On a previous attempt to lose weight, I kept a blog as well; looking for some old information I stumbled onto an old blog entry I thought I should share.
Please note this entry is 5 years old; the progress mentioned in it is sadly lost. But the plan I followed then is the plan I am following now, and the notes about my feelings and history are still true. So with that introduction, please step into my time machine….
The Big Happy Dance
May 25, 2006
It lay there on the floor, an unassuming white slab huddled in the corner. A sharp tap in the center brought its impassive black face to life. The scale activated, I stepped on it gingerly, as I do many mornings, with a combination of hope and trepadation.
Taking a deep breath, I looked down (having to lean forward to see past my belly, I noted) to read the numbers on the display: 361.9.
Three hundred and sixty-two pounds. For most people, seeing a weight like that pop up on the scale would be heartbreaking. I, however, was elated. In mid-April, this same scale reported 383, just one pound from the dismissive -Err- it issues as it passes its silent judgment, “You’re just too fat for me to measure. Please get off me now.”
All my life I have waged war with scales; I have usually lost. From 185 in high school, to 250 in college, to 330 when I got married, to 370 as I moved from Los Angeles to Missouri. In Missouri I met my current boss, who introduced me to low carb; it literally took public humiliation from her on Halloween to get me to try it. Low carb was a great success; fourteen months later I triumphantly weighed in at 291. Facing a two-week vacation to California for the holidays and a move to Georgia soon after, I knew I could take a break and start up again at the beginning of the year.

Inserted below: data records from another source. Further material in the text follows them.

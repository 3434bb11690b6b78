//! Test-only fixture builders for `autoform`.
//!
//! Not published. Integration tests use these to build schemas, attribute
//! records and declarations without repeating the boilerplate.

#![deny(
    clippy::unwrap_used,
    clippy::expect_used,
    clippy::panic,
    missing_docs,
    clippy::missing_errors_doc
)]

use std::sync::Arc;

use autoform::serializer::{ns, AttributeNode, Element};
use autoform::{
    AutoFields, Directive, FieldDescriptor, FormDeclaration, Relation, Schema, FORM_NAMESPACE,
    SECURITY_NAMESPACE,
};

/// A descriptor whose title equals its name.
#[must_use]
pub fn field(name: &str) -> FieldDescriptor {
    FieldDescriptor::new(name, name)
}

/// A schema with the given identifier and field names.
#[must_use]
pub fn schema(identifier: &str, fields: &[&str]) -> Schema {
    fields
        .iter()
        .fold(Schema::new(identifier), |s, name| s.with_field(field(name)))
}

/// Adds an ordering directive to `schema`.
#[must_use]
pub fn with_directive(mut schema: Schema, field: &str, relation: Relation, anchor: &str) -> Schema {
    schema
        .metadata
        .order_mut()
        .push(Directive::new(field, relation, anchor));
    schema
}

/// An attribute record with the given form-namespace attributes.
#[must_use]
pub fn form_element(attributes: &[(&str, &str)]) -> Element {
    element(FORM_NAMESPACE, attributes)
}

/// An attribute record with the given security-namespace attributes.
#[must_use]
pub fn security_element(attributes: &[(&str, &str)]) -> Element {
    element(SECURITY_NAMESPACE, attributes)
}

fn element(namespace: &str, attributes: &[(&str, &str)]) -> Element {
    let mut node = Element::new("field");
    for (local, value) in attributes {
        node.set(&ns(local, namespace), value);
    }
    node
}

/// Value of a form-namespace attribute.
#[must_use]
pub fn form_attr<'a>(node: &'a Element, local: &str) -> Option<&'a str> {
    node.get(&ns(local, FORM_NAMESPACE))
}

/// Value of a security-namespace attribute.
#[must_use]
pub fn security_attr<'a>(node: &'a Element, local: &str) -> Option<&'a str> {
    node.get(&ns(local, SECURITY_NAMESPACE))
}

/// Assembles `declaration` and returns the built state.
#[must_use]
pub fn assemble(declaration: FormDeclaration) -> AutoFields {
    let mut form = AutoFields::new(Arc::new(declaration));
    form.update_fields_from_schemata();
    form
}

/// External names of the main field collection, in order.
#[must_use]
pub fn field_order(form: &AutoFields) -> Vec<String> {
    form.fields.names().map(str::to_owned).collect()
}

/// External names of the fields in the group identified by `name`, in
/// order, or `None` if there is no such group.
#[must_use]
pub fn group_order(form: &AutoFields, name: &str) -> Option<Vec<String>> {
    let index = form.find_group(name)?;
    Some(form.groups[index].fields.names().map(str::to_owned).collect())
}
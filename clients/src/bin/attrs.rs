//! `autoform-attrs`: loads a JSON form definition and prints, for every
//! schema and field, the namespaced attributes the metadata handlers write
//! back. Attributes that were never set, or were cleared, are absent.
//!
//! **Usage:**
//! ```text
//! autoform-attrs --definition <path> [--pretty] [-v...]
//! ```

#![deny(
    clippy::unwrap_used,
    clippy::expect_used,
    clippy::panic,
    missing_docs,
    clippy::missing_errors_doc
)]

use std::path::PathBuf;

use anyhow::{Context, Result};
use autoform_clients::{attributes_report, init_tracing, load_definition, to_json};
use clap::Parser;
use serde_json::Value;
use tracing::debug;

/// Print the attributes written back for every field.
#[derive(Parser)]
#[command(
    name = "autoform-attrs",
    about = "Write back the form and security attributes of every schema field"
)]
struct Args {
    /// Path to the JSON form definition.
    #[arg(long)]
    definition: PathBuf,

    /// Pretty-print the JSON report.
    #[arg(long)]
    pretty: bool,

    /// Increase log verbosity (-v info, -vv debug, -vvv trace).
    #[arg(short, long, action = clap::ArgAction::Count)]
    verbose: u8,
}

fn main() -> Result<()> {
    let args = Args::parse();
    init_tracing(args.verbose);

    let definition = load_definition(&args.definition)?;
    let mut schemata = Vec::new();
    for schema in definition.schemata() {
        let built = schema
            .build()
            .with_context(|| format!("Invalid schema '{}'", schema.identifier))?;
        debug!(schema = %built.identifier, fields = built.fields.len(), "exporting attributes");
        schemata.push(attributes_report(&built));
    }

    println!("{}", to_json(&Value::Array(schemata), args.pretty)?);
    Ok(())
}
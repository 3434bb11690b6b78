//! Fieldset groups.
//!
//! Forms declare default groups either as [`GroupFactory`] values (deferred
//! construction) or as already-built [`Group`]s. Both are normalized into
//! factories once, at the start of assembly, through
//! [`DeclaredGroup::to_factory`]; from then on only factories are handled.

use serde::Serialize;

use super::fields::FieldCollection;

/// Deferred construction of a [`Group`]: name, fields, label, description.
#[derive(Debug, Clone, Default, PartialEq, Eq, Serialize)]
pub struct GroupFactory {
    /// Group name. May be empty, in which case the label identifies it.
    pub name: String,
    /// Fields in the group.
    pub fields: FieldCollection,
    /// Display label.
    pub label: String,
    /// Optional description.
    #[serde(skip_serializing_if = "Option::is_none")]
    pub description: Option<String>,
}

impl GroupFactory {
    /// Creates an empty group factory.
    #[must_use]
    pub fn new(name: impl Into<String>, label: impl Into<String>) -> Self {
        Self {
            name: name.into(),
            fields: FieldCollection::new(),
            label: label.into(),
            description: None,
        }
    }

    /// Sets the description.
    #[must_use]
    pub fn with_description(mut self, description: Option<String>) -> Self {
        self.description = description;
        self
    }

    /// Sets the fields.
    #[must_use]
    pub fn with_fields(mut self, fields: FieldCollection) -> Self {
        self.fields = fields;
        self
    }

    /// The identifying name: the name, or the label when unnamed.
    #[must_use]
    pub fn group_name(&self) -> &str {
        if self.name.is_empty() {
            &self.label
        } else {
            &self.name
        }
    }

    /// Builds the group for one form pass.
    #[must_use]
    pub fn instantiate(&self) -> Group {
        Group {
            name: (!self.name.is_empty()).then(|| self.name.clone()),
            label: self.label.clone(),
            description: self.description.clone(),
            fields: self.fields.clone(),
        }
    }
}

/// A fieldset built for one form pass.
#[derive(Debug, Clone, Default, PartialEq, Eq, Serialize)]
pub struct Group {
    /// Group name, if it has one.
    #[serde(skip_serializing_if = "Option::is_none")]
    pub name: Option<String>,
    /// Display label.
    pub label: String,
    /// Optional description.
    #[serde(skip_serializing_if = "Option::is_none")]
    pub description: Option<String>,
    /// Fields in the group.
    pub fields: FieldCollection,
}

impl Group {
    /// The identifying name: the name, or the label when unnamed.
    #[must_use]
    pub fn group_name(&self) -> &str {
        self.name.as_deref().unwrap_or(&self.label)
    }
}

/// A default group as declared on a form.
#[derive(Debug, Clone, PartialEq, Eq)]
pub enum DeclaredGroup {
    /// Declared as a factory.
    Factory(GroupFactory),
    /// Declared as a built group.
    Instance(Group),
}

impl DeclaredGroup {
    /// The identifying name of the declared group.
    #[must_use]
    pub fn group_name(&self) -> &str {
        match self {
            DeclaredGroup::Factory(f) => f.group_name(),
            DeclaredGroup::Instance(g) => g.group_name(),
        }
    }

    /// Copies the declaration into a mutable factory.
    #[must_use]
    pub fn to_factory(&self) -> GroupFactory {
        match self {
            DeclaredGroup::Factory(f) => f.clone(),
            DeclaredGroup::Instance(g) => GroupFactory {
                name: g.group_name().to_owned(),
                fields: g.fields.clone(),
                label: g.label.clone(),
                description: g.description.clone(),
            },
        }
    }
}

impl From<GroupFactory> for DeclaredGroup {
    fn from(factory: GroupFactory) -> Self {
        DeclaredGroup::Factory(factory)
    }
}

impl From<Group> for DeclaredGroup {
    fn from(group: Group) -> Self {
        DeclaredGroup::Instance(group)
    }
}

/// Position of the group identified by `name` (see
/// [`GroupFactory::group_name`]).
#[must_use]
pub fn find_group(groups: &[GroupFactory], name: &str) -> Option<usize> {
    groups.iter().position(|g| g.group_name() == name)
}
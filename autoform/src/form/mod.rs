//! Form assembly from one primary schema and any number of additional
//! schemata.
//!
//! Assembly runs in two phases over a per-pass working state
//! ([`AutoFields`]):
//! 1. **Fields** ([`process_fields`]): every schema contributes its fields,
//!    with widget, mode, omission and permission metadata applied, to the
//!    main field collection or to a group.
//! 2. **Moves** ([`process_field_moves`]): every schema's ordering
//!    directives are replayed, additional schemata first and the primary
//!    schema last.

pub mod assembly;
pub mod fields;
pub mod group;
pub mod moves;
pub mod process;

pub use assembly::{AutoFields, FormDeclaration, FormMode, PermissionChecker};
pub use fields::{prefixed_name, FieldCollection, FormField};
pub use group::{find_group, DeclaredGroup, Group, GroupFactory};
pub use moves::{move_field, process_field_moves};
pub use process::process_fields;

Then the wheels came off the cart.
With my momentum lost, the pounds rocketed back. I was at 330 before I realized I was in trouble. The pounds were back, and they had brought friends. I shot right past the 370 I had topped out at in California. I don’t even know where I ended up, as I was beyond the reach of any bathroom scale and even my doctor’s scale; I estimate that at my worst I’ve been around 400.
Most of my life I had escaped the health detriments of my weight, but now my body was starting to rebel: horrible swelling in my left leg, high blood pressure, sleep apnea, climbing blood sugar, and depression. I would continue to attempt various diets and lifestyle changes, and I did make enough progress to slowly bring my average weight into the mid-380’s. Another attempt at losing weight late last year brought me down to 363 before I lost it over the holidays and settled in around 375.
It was during rehearsals for Disney’s Beauty and the Beast that I finally realized that if I didn’t do something, I was going to die. Soon. I had gained back to 383 and saw no sign of stopping. During rehearsal, I struck up a conversation with a woman in the cast who had just lost 60 pounds doing nothing more than running. I started walking that night.
It’s been a roller-coaster since then, but since mid-April I’ve hit my stride and am on a consistent downward trend. I am not following any particular diet trend; the only foods I’m really cutting back on are obviously bad things like candy and ice cream. What I am doing, however, is putting about half as much food on my plate at home. I felt seriously deprived at first, but now it feels like a normal amount; in fact, eating the huge meals I used to makes me feel bloated and uncomfortable.
So yes, I am doing the happy dance at 362 pounds. 362 is one pound lower than I reached in my last weight-loss attempt, and is the lowest weight I’ve been in years. The number on the scale, however, tells only part of the story. With consistent exercise in the mix, I feel better and my clothes feel looser than they used to when I was down to 350 on low-carb alone. Thus, even though the scale only reports a 21-pound loss, it feels like more.
What is my enemy now? A most insidious one, lurking in unexpected places: salt. But that, dear friends, is a subject for another blog entry.